Working out your abdominal muscles is key to having a strong, healthy core. Doing so also can improve your appearance, as you may want to impress others on the beach when summer comes around. Make use of the abdominal machines at your gym or workout facility for structured exercises to help you reach your fitness goals safely.
Weighted Crunch
Weighted crunches help you to build abdominal muscle at a faster rate than unweighted ones. The crunch machine at your gym will allow you to escalate or de-escalate the amount of weight resistance you want to work against while keeping your form stable and correct. Set the weight plates to your desired resistance level. Set the bar to your chest height. Rest your arms on the bar and push downward from the seated position using your abdominal muscles; do not come to a complete rest during your set of repetitions.
Abdominal Rotation
Performing weighted abdominal rotations targets your obliques, which can be difficult to train.

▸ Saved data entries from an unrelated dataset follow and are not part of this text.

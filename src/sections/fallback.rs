// ━━━━━━━━━━━━━━━━━━━━━━━━━━━━━━━━━━━━━━━━━━━━━━━━━━━━━━━━━━━━━━━━━━━━━━━━━━━━━
// GERADORES DE FALLBACK DETERMINÍSTICOS
// ━━━━━━━━━━━━━━━━━━━━━━━━━━━━━━━━━━━━━━━━━━━━━━━━━━━━━━━━━━━━━━━━━━━━━━━━━━━━━
//
// Funções puras da requisição (e dos contadores da pesquisa). Nenhuma
// chamada de rede. Todo payload sai marcado com `_degradado: true`.
// ━━━━━━━━━━━━━━━━━━━━━━━━━━━━━━━━━━━━━━━━━━━━━━━━━━━━━━━━━━━━━━━━━━━━━━━━━━━━━

use serde_json::{json, Value};

use crate::types::{AnalysisRequest, ResearchStats};

/// Chave que marca um payload sintético
pub const DEGRADED_MARKER: &str = "_degradado";

/// Preço assumido quando a requisição não informa
const DEFAULT_PRICE: f64 = 997.0;

/// Adiciona as chaves de marcação ao objeto
fn degraded(mut payload: Value, stats: &ResearchStats) -> Value {
    if let Value::Object(map) = &mut payload {
        map.insert(DEGRADED_MARKER.into(), Value::Bool(true));
        map.insert(
            "_origem".into(),
            json!(format!(
                "gerado sem IA a partir da requisição ({} fontes disponíveis)",
                stats.unique_documents
            )),
        );
    }
    payload
}

/// Verifica se um payload foi produzido por um gerador de fallback
pub fn is_degraded_payload(payload: &Value) -> bool {
    payload.get(DEGRADED_MARKER).and_then(Value::as_bool).unwrap_or(false)
}

fn audience_or_default(request: &AnalysisRequest) -> String {
    request
        .audience()
        .map(String::from)
        .unwrap_or_else(|| format!("clientes de {}", request.segment()))
}

fn offer(request: &AnalysisRequest) -> String {
    match request.product() {
        Some(product) => format!("{} para {}", product, request.segment()),
        None => request.segment().to_string(),
    }
}

fn money_band(price: f64, low: f64, high: f64) -> String {
    format!("R$ {:.0} - R$ {:.0} mensais", price * low, price * high)
}

// ━━━━━━━━━━━━━━━━━━━━━━━━━━━━━━━━━━━━━━━━━━━━━━━━━━━━━━━━━━━━━━━━━━━━━━━━━━━━━
// SEÇÕES PRIMÁRIAS
// ━━━━━━━━━━━━━━━━━━━━━━━━━━━━━━━━━━━━━━━━━━━━━━━━━━━━━━━━━━━━━━━━━━━━━━━━━━━━━

pub fn avatar(request: &AnalysisRequest, stats: &ResearchStats) -> Value {
    let segment = request.segment();
    degraded(
        json!({
            "perfil_demografico": {
                "segmento": segment,
                "publico": audience_or_default(request),
                "observacao": "dados demográficos a validar com pesquisa primária"
            },
            "dores_viscerais": [
                format!("Dificuldade em obter resultados consistentes em {}", segment),
                "Falta de tempo para implementar soluções complexas",
                "Excesso de informação desencontrada no mercado"
            ],
            "desejos_secretos": [
                format!("Ser reconhecido como referência em {}", segment),
                "Ter previsibilidade de resultados"
            ],
            "objecoes_reais": ["tempo", "dinheiro", "confiança"]
        }),
        stats,
    )
}

pub fn competition(request: &AnalysisRequest, stats: &ResearchStats) -> Value {
    degraded(
        json!({
            "concorrentes_identificados": [],
            "fontes_analisadas": stats.unique_documents,
            "lacunas_de_mercado": [
                format!("Atendimento especializado em {}", offer(request)),
                "Comunicação orientada a resultados mensuráveis"
            ],
            "proximos_passos": "mapear concorrentes diretos manualmente"
        }),
        stats,
    )
}

pub fn mental_drivers(request: &AnalysisRequest, stats: &ResearchStats) -> Value {
    let segment = request.segment();
    degraded(
        json!({
            "drivers_customizados": [
                {
                    "nome": "Urgência Temporal",
                    "gatilho": format!("O mercado de {} não espera quem adia decisões", segment),
                    "aplicacao": "abertura de conteúdos e ofertas"
                },
                {
                    "nome": "Prova Social",
                    "gatilho": format!("Outros profissionais de {} já estão avançando", segment),
                    "aplicacao": "depoimentos e estudos de caso"
                },
                {
                    "nome": "Autoridade",
                    "gatilho": format!("Método estruturado para {}", offer(request)),
                    "aplicacao": "apresentação do produto"
                }
            ]
        }),
        stats,
    )
}

pub fn anti_objection(request: &AnalysisRequest, stats: &ResearchStats) -> Value {
    degraded(
        json!({
            "objecoes_universais": {
                "tempo": {
                    "objecao": "Não tenho tempo agora",
                    "resposta": format!("{} foi pensado para rotinas com pouco tempo disponível", offer(request))
                },
                "dinheiro": {
                    "objecao": "Está caro",
                    "resposta": "Compare o investimento com o custo de continuar sem resultado"
                },
                "confianca": {
                    "objecao": "Não sei se funciona para mim",
                    "resposta": "Garantia e casos de clientes com perfil semelhante"
                }
            }
        }),
        stats,
    )
}

pub fn action_plan(request: &AnalysisRequest, stats: &ResearchStats) -> Value {
    let segment = request.segment();
    degraded(
        json!({
            "primeiros_30_dias": {
                "foco": "Estruturação e preparação da base",
                "atividades": [
                    "Definir posicionamento único no mercado",
                    format!("Validar o avatar de {} com entrevistas", segment),
                    "Estruturar funil de vendas básico",
                    "Definir métricas e KPIs principais"
                ],
                "investimento": "R$ 10.000 - R$ 25.000"
            },
            "dias_31_90": {
                "foco": "Implementação e otimização",
                "atividades": [
                    "Lançar campanhas de marketing digital",
                    "Testar e otimizar conversões",
                    "Implementar sistema de feedback"
                ],
                "investimento": "R$ 20.000 - R$ 50.000"
            },
            "dias_91_180": {
                "foco": "Escalonamento e crescimento",
                "atividades": [
                    "Escalar campanhas que funcionam",
                    "Expandir para novos canais",
                    "Criar programa de indicações"
                ],
                "investimento": "R$ 50.000 - R$ 100.000"
            },
            "prazo_informado": request.timeline().unwrap_or("não informado")
        }),
        stats,
    )
}

// ━━━━━━━━━━━━━━━━━━━━━━━━━━━━━━━━━━━━━━━━━━━━━━━━━━━━━━━━━━━━━━━━━━━━━━━━━━━━━
// SEÇÕES SECUNDÁRIAS
// ━━━━━━━━━━━━━━━━━━━━━━━━━━━━━━━━━━━━━━━━━━━━━━━━━━━━━━━━━━━━━━━━━━━━━━━━━━━━━

pub fn visual_proofs(request: &AnalysisRequest, stats: &ResearchStats) -> Value {
    let mut concepts = vec![format!("Resultados reais em {}", request.segment())];
    if let Some(product) = request.product() {
        concepts.push(format!("Eficácia do {}", product));
        concepts.push(format!("ROI do investimento em {}", product));
    }

    let proofs: Vec<Value> = concepts
        .into_iter()
        .map(|concept| {
            json!({
                "conceito": concept,
                "experimento": "comparativo antes/depois com dados do cliente",
                "materiais": ["gráfico simples", "depoimento curto"]
            })
        })
        .collect();

    degraded(json!({ "provas": proofs }), stats)
}

pub fn pre_pitch(request: &AnalysisRequest, stats: &ResearchStats) -> Value {
    degraded(
        json!({
            "fases": [
                { "fase": "quebra", "objetivo": format!("Expor o custo de não agir em {}", request.segment()) },
                { "fase": "vislumbre", "objetivo": "Mostrar o estado desejado" },
                { "fase": "necessidade", "objetivo": format!("Posicionar {} como caminho", offer(request)) }
            ]
        }),
        stats,
    )
}

/// Faixas de investimento escalonadas pelo preço informado
pub fn sales_funnel(request: &AnalysisRequest, stats: &ResearchStats) -> Value {
    let segment = request.segment();
    let price = request.price.filter(|p| *p > 0.0).unwrap_or(DEFAULT_PRICE);

    degraded(
        json!({
            "topo_funil": {
                "objetivo": format!("Atrair e educar prospects interessados em {}", segment),
                "estrategias": [
                    format!("Conteúdo educativo sobre {}", segment),
                    "SEO para palavras-chave do nicho",
                    "Webinars educativos gratuitos"
                ],
                "investimento": money_band(price, 0.3, 0.5)
            },
            "meio_funil": {
                "objetivo": "Nutrir leads e construir relacionamento",
                "estrategias": ["Email marketing segmentado", "Cases de sucesso", "Retargeting"],
                "investimento": money_band(price, 0.2, 0.4)
            },
            "fundo_funil": {
                "objetivo": "Converter leads qualificados em clientes",
                "estrategias": ["Ofertas com garantia", "Prova social", "Follow-up"],
                "investimento": money_band(price, 0.1, 0.3)
            }
        }),
        stats,
    )
}

pub fn future_predictions(request: &AnalysisRequest, stats: &ResearchStats) -> Value {
    let segment = request.segment();
    degraded(
        json!({
            "horizonte": "36 meses",
            "tendencias": [
                format!("Digitalização crescente de {}", segment),
                "Uso de IA para personalização",
                "Consolidação de players menores"
            ],
            "cenarios": {
                "conservador": "crescimento alinhado à economia",
                "provavel": "crescimento moderado com digitalização",
                "otimista": "expansão acelerada por novos canais"
            }
        }),
        stats,
    )
}

pub fn keyword_strategy(request: &AnalysisRequest, stats: &ResearchStats) -> Value {
    let segment = request.segment().to_lowercase();
    let mut primary = vec![segment.clone()];
    if let Some(product) = request.product() {
        primary.push(format!("{} {}", product.to_lowercase(), segment));
    }
    if let Some(audience) = request.audience() {
        primary.push(format!("{} para {}", segment, audience.to_lowercase()));
    }

    degraded(
        json!({
            "palavras_primarias": primary,
            "long_tail": [
                format!("como escolher {}", segment),
                format!("melhor {} no brasil", segment),
                format!("{} vale a pena", segment)
            ]
        }),
        stats,
    )
}
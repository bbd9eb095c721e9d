// ━━━━━━━━━━━━━━━━━━━━━━━━━━━━━━━━━━━━━━━━━━━━━━━━━━━━━━━━━━━━━━━━━━━━━━━━━━━━━
// AGENDADOR DE SEÇÕES
// ━━━━━━━━━━━━━━━━━━━━━━━━━━━━━━━━━━━━━━━━━━━━━━━━━━━━━━━━━━━━━━━━━━━━━━━━━━━━━
//
// Roda as seções no pool limitado (poucos workers por causa de rate
// limits). Cada seção passa pelo envelope; quando o prazo do pipeline
// chega, as pendentes são resolvidas na hora pelo fallback.
// ━━━━━━━━━━━━━━━━━━━━━━━━━━━━━━━━━━━━━━━━━━━━━━━━━━━━━━━━━━━━━━━━━━━━━━━━━━━━━

use std::collections::BTreeMap;

use tokio::time::Instant;

use super::{GenerationTask, SafeEnvelope, SectionInput};
use crate::analysis::SeedAnalysis;
use crate::config::{PromptBudget, SectionConfig};
use crate::progress::{emit, AnalysisProgress, ProgressCallback};
use crate::research::render_context;
use crate::types::{AnalysisRequest, ResearchContext, SectionOutcome};
use crate::utils::{duration_ms, run_bounded, truncate_chars, PhaseTimer, PoolLimits, SlotOutcome};

/// Agendador das seções do relatório
pub struct ComponentScheduler {
    envelope: SafeEnvelope,
    config: SectionConfig,
    budget: PromptBudget,
    progress_callback: Option<ProgressCallback>,
}

impl ComponentScheduler {
    pub fn new(envelope: SafeEnvelope, config: SectionConfig, budget: PromptBudget) -> Self {
        Self {
            envelope,
            config,
            budget,
            progress_callback: None,
        }
    }

    pub fn with_progress_callback(mut self, callback: Option<ProgressCallback>) -> Self {
        self.progress_callback = callback;
        self
    }

    /// Resolve todas as seções até `deadline`
    ///
    /// Sempre retorna uma entrada por seção do catálogo.
    pub async fn schedule(
        &self,
        tasks: &[GenerationTask],
        context: &ResearchContext,
        request: &AnalysisRequest,
        seed: Option<&SeedAnalysis>,
        deadline: Instant,
    ) -> BTreeMap<String, SectionOutcome> {
        let timer = PhaseTimer::start("sections");

        let rendered = render_context(context, &self.budget);
        let research = truncate_chars(&rendered, self.config.context_chars);
        let seed_text = seed.map(|s| s.render(self.config.seed_chars));
        let input = SectionInput {
            request,
            research,
            seed: seed_text.as_deref(),
            stats: context.stats(),
        };

        log::info!(
            "🎯 Seções: {} tarefas, {} workers, semente {}",
            tasks.len(),
            self.config.workers,
            if seed.is_some() { "disponível" } else { "indisponível" }
        );

        let futures: Vec<_> = tasks
            .iter()
            .map(|task| {
                let input = &input;
                async move { self.envelope.run(task, input).await }
            })
            .collect();

        // O envelope já aplica o prazo por seção; o pool só aplica o do pipeline
        let run = run_bounded(
            futures,
            PoolLimits {
                workers: self.config.workers,
                per_task: None,
                deadline,
            },
        )
        .await;

        let elapsed = timer.elapsed_ms();
        let mut sections = BTreeMap::new();

        for (task, slot) in tasks.iter().zip(run.slots) {
            let result = match slot {
                SlotOutcome::Completed(result) => result,
                SlotOutcome::TimedOut(after) => {
                    SafeEnvelope::abandon(task, &input, "prazo da seção atingido", duration_ms(after))
                }
                SlotOutcome::Abandoned => SafeEnvelope::abandon(task, &input, "prazo do pipeline atingido", elapsed),
            };

            emit(
                &self.progress_callback,
                AnalysisProgress::Section {
                    name: task.name.to_string(),
                    status: result.status,
                    fallback: result.fallback,
                },
            );

            sections.insert(
                task.name.to_string(),
                SectionOutcome {
                    kind: task.kind,
                    result,
                },
            );
        }

        let degraded = sections.values().filter(|s| s.result.fallback).count();
        log::info!("✅ Seções: {} reais, {} via fallback", sections.len() - degraded, degraded);
        timer.stop_and_log();

        sections
    }
}

#[cfg(test)]
mod tests {
    use super::*;
    use std::sync::Arc;
    use std::time::Duration;

    use crate::llm::{GenerationClient, MockGenerationClient};
    use crate::sections::default_catalog;
    use crate::types::TaskStatus;

    fn scheduler(client: Arc<dyn GenerationClient>, section_timeout_ms: u64) -> ComponentScheduler {
        let envelope = SafeEnvelope::new(client, Duration::from_millis(section_timeout_ms));
        ComponentScheduler::new(envelope, SectionConfig::default(), PromptBudget::default())
    }

    fn deadline(ms: u64) -> Instant {
        Instant::now() + Duration::from_millis(ms)
    }

    #[tokio::test]
    async fn test_all_sections_real_with_working_backend() {
        let sections = scheduler(Arc::new(MockGenerationClient::new()), 500)
            .schedule(
                &default_catalog(),
                &ResearchContext::empty(vec![]),
                &AnalysisRequest::new("fitness coaching"),
                None,
                deadline(2_000),
            )
            .await;

        assert_eq!(sections.len(), 10);
        assert!(sections.values().all(|s| s.result.is_real()));
    }

    #[tokio::test]
    async fn test_failing_backend_degrades_every_section() {
        let sections = scheduler(Arc::new(MockGenerationClient::failing()), 500)
            .schedule(
                &default_catalog(),
                &ResearchContext::empty(vec![]),
                &AnalysisRequest::new("fitness coaching"),
                None,
                deadline(2_000),
            )
            .await;

        assert_eq!(sections.len(), 10);
        assert!(sections.values().all(|s| s.result.fallback));
    }

    #[tokio::test]
    async fn test_pipeline_deadline_resolves_pending_via_fallback() {
        let started = std::time::Instant::now();
        let sections = scheduler(Arc::new(MockGenerationClient::hanging()), 60_000)
            .schedule(
                &default_catalog(),
                &ResearchContext::empty(vec![]),
                &AnalysisRequest::new("fitness coaching"),
                None,
                deadline(200),
            )
            .await;

        assert!(started.elapsed() < Duration::from_millis(1_000));
        assert_eq!(sections.len(), 10);
        assert!(sections
            .values()
            .all(|s| s.result.fallback && s.result.status == TaskStatus::TimedOut));
    }

    #[tokio::test]
    async fn test_seed_reaches_prompts() {
        let client = Arc::new(MockGenerationClient::new());
        let seed = SeedAnalysis {
            fields: serde_json::json!({"marcador_semente": 1}).as_object().cloned().unwrap(),
            contributors: vec!["primary".into()],
        };

        scheduler(client.clone(), 500)
            .schedule(
                &default_catalog()[..2],
                &ResearchContext::empty(vec![]),
                &AnalysisRequest::new("fitness coaching"),
                Some(&seed),
                deadline(2_000),
            )
            .await;

        assert_eq!(client.prompts().len(), 2);
        assert!(client.prompts().iter().all(|p| p.contains("marcador_semente")));
    }
}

Set the weight plates to your desired resistance level. Grab the over-the-shoulder harness and turn to the left or right from the seated position. The weighted resistance works your obliques in the direction your turn. Push from the obliques and not with your arms or back muscles.
Hanging Leg Raise
Use your gym's elevated raise apparatus, which is usually attached to a larger network of machines and looks like a protruding U-shaped bar onto which you can rest your arms. Alternatively, you may slip your arms through hanging sleeves if the machine features a swinging setup. Grab the raise bar's handles and keep your legs straight down beneath you. Bring your knees up toward your chest and extend your legs again. Do not fully relax your legs during the set of repetitions.